Funny, this business side of Amanda. How she fits it in with the part of her that reads worn-out books on the beach, and snuggles her puppy, and jokes around with her brother and his friends. She seems so much a carefree teenager, yet at work, well, she's Amanda-at-Work.

Mr. Grinstead has left them a treat, as always. More of that wonderful dessert called “trifle.” Abi's been hoping he'd make it again.

S
he's wondering if Colm is going to be waiting for her again this Wednesday. But he's not. And Dad's not home either. Now that's a little disorienting – Dad not there,
TV
off. She feels panicked for a moment, before she sees the note on the counter.

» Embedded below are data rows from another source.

//! Time utilities: timezone-aware "now" and transaction date parsing.

use anyhow::Result;
use chrono::{NaiveDate, NaiveDateTime, Utc};
use chrono_tz::Tz;

/// Timestamp format used in replies, reports and the HTTP API.
pub const TIMESTAMP_FORMAT: &str = "%Y-%m-%d %H:%M:%S";

const DATE_FORMATS: &[&str] = &["%Y-%m-%d", "%m/%d/%Y"];

/// Parse an IANA timezone name like "Asia/Kolkata".
pub fn parse_timezone(tz: &str) -> Result<Tz> {
    tz.trim()
        .parse()
        .map_err(|_| anyhow::anyhow!("invalid timezone: {tz}"))
}

/// Current wall-clock time in `tz`, without the offset.
pub fn now_in(tz: Tz) -> NaiveDateTime {
    Utc::now().with_timezone(&tz).naive_local()
}

/// Parse a transaction date. Accepts a full timestamp or a bare date
/// (midnight). Returns `None` when no known format matches.
pub fn parse_transaction_date(s: &str) -> Option<NaiveDateTime> {
    let s = s.trim();
    if let Ok(dt) = NaiveDateTime::parse_from_str(s, TIMESTAMP_FORMAT) {
        return Some(dt);
    }
    DATE_FORMATS
        .iter()
        .find_map(|f| NaiveDate::parse_from_str(s, f).ok())
        .and_then(|d| d.and_hms_opt(0, 0, 0))
}

pub fn format_timestamp(ts: NaiveDateTime) -> String {
    ts.format(TIMESTAMP_FORMAT).to_string()
}
//! Error types for preset storage and transfer

use thiserror::Error;

/// Failures reported by a storage backend
#[derive(Debug, Error)]
pub enum BackendError {
    /// The requested document does not exist yet
    #[error("Document not found: {0}")]
    NotFound(String),

    /// Any other non-success status from the remote store
    #[error("Remote store returned {status}: {message}")]
    Status { status: u16, message: String },

    #[error("IO error: {0}")]
    Io(#[from] std::io::Error),
}

impl BackendError {
    /// Whether this error means "no existing document" rather than a failure
    pub fn is_not_found(&self) -> bool {
        match self {
            BackendError::NotFound(_) => true,
            BackendError::Io(err) => err.kind() == std::io::ErrorKind::NotFound,
            BackendError::Status { .. } => false,
        }
    }
}

#[derive(Debug, Error)]
pub enum PresetError {
    /// The input was not a valid preset document
    #[error("Malformed preset document: {0}")]
    MalformedDocument(#[from] serde_json::Error),

    #[error("Storage backend error: {0}")]
    Backend(#[from] BackendError),

    /// Export requested while there are no presets at all
    #[error("No presets to export")]
    EmptyExport,

    #[error("Preset index {index} out of range for '{category}' ({len} presets)")]
    IndexOutOfRange {
        category: String,
        index: usize,
        len: usize,
    },

    #[error("IO error: {0}")]
    Io(#[from] std::io::Error),
}

pub type Result<T> = std::result::Result<T, PresetError>;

Found a boat! I'm taking your Da for a cruise!

Colm

She wonders how he ever convinced Dad to leave the house, and feels a wave of gratefulness toward Colm. She holds the note between her two palms as if in prayer.
Thank you.

Another thank you when she opens the fridge to discover that Colm left her a juice container full of the best lemonade on the face of the earth. She pours a tumbler full, and slowly drinks
it, sitting out back. The weather has been muggy now for three days and the wind off the river feels good. She does like this: this feeling of working hard, having the now accustomed weary muscles, and the feeling of absolutely deserving this glass of juice, this feeling of knowing there's no other place she should be than right here, feet in the water, listening to the river. All the times she's been angry with this old mud river, and right now, this moment, it's perfect. She closes her eyes.

And opens them as a boat engine roars by. Colm is at the helm, his arm in a high wave. Dad sits beside him and there is a smile on his face. A tired smile, but a smile.

A slow smile spreads over Abi's face, and she leaps to her feet, jumps up and down. The boat fights with the wind-driven whitecaps, roaring forward and then away, and Dad turns so he's still looking at her as she jumps and waves. The water washes over the dock in waves, both from her jumping and from the wake of the boat. Dad finally waves as they pass out of sight and she stands still, a wonderfully throbbing ache in her legs. What an odd thing, that: to see her father out there, away from her, yet feeling closer than he has in a long time.

She sits down on the wharf again, but doesn't close her eyes this time. She doesn't want to miss anything in the world around her.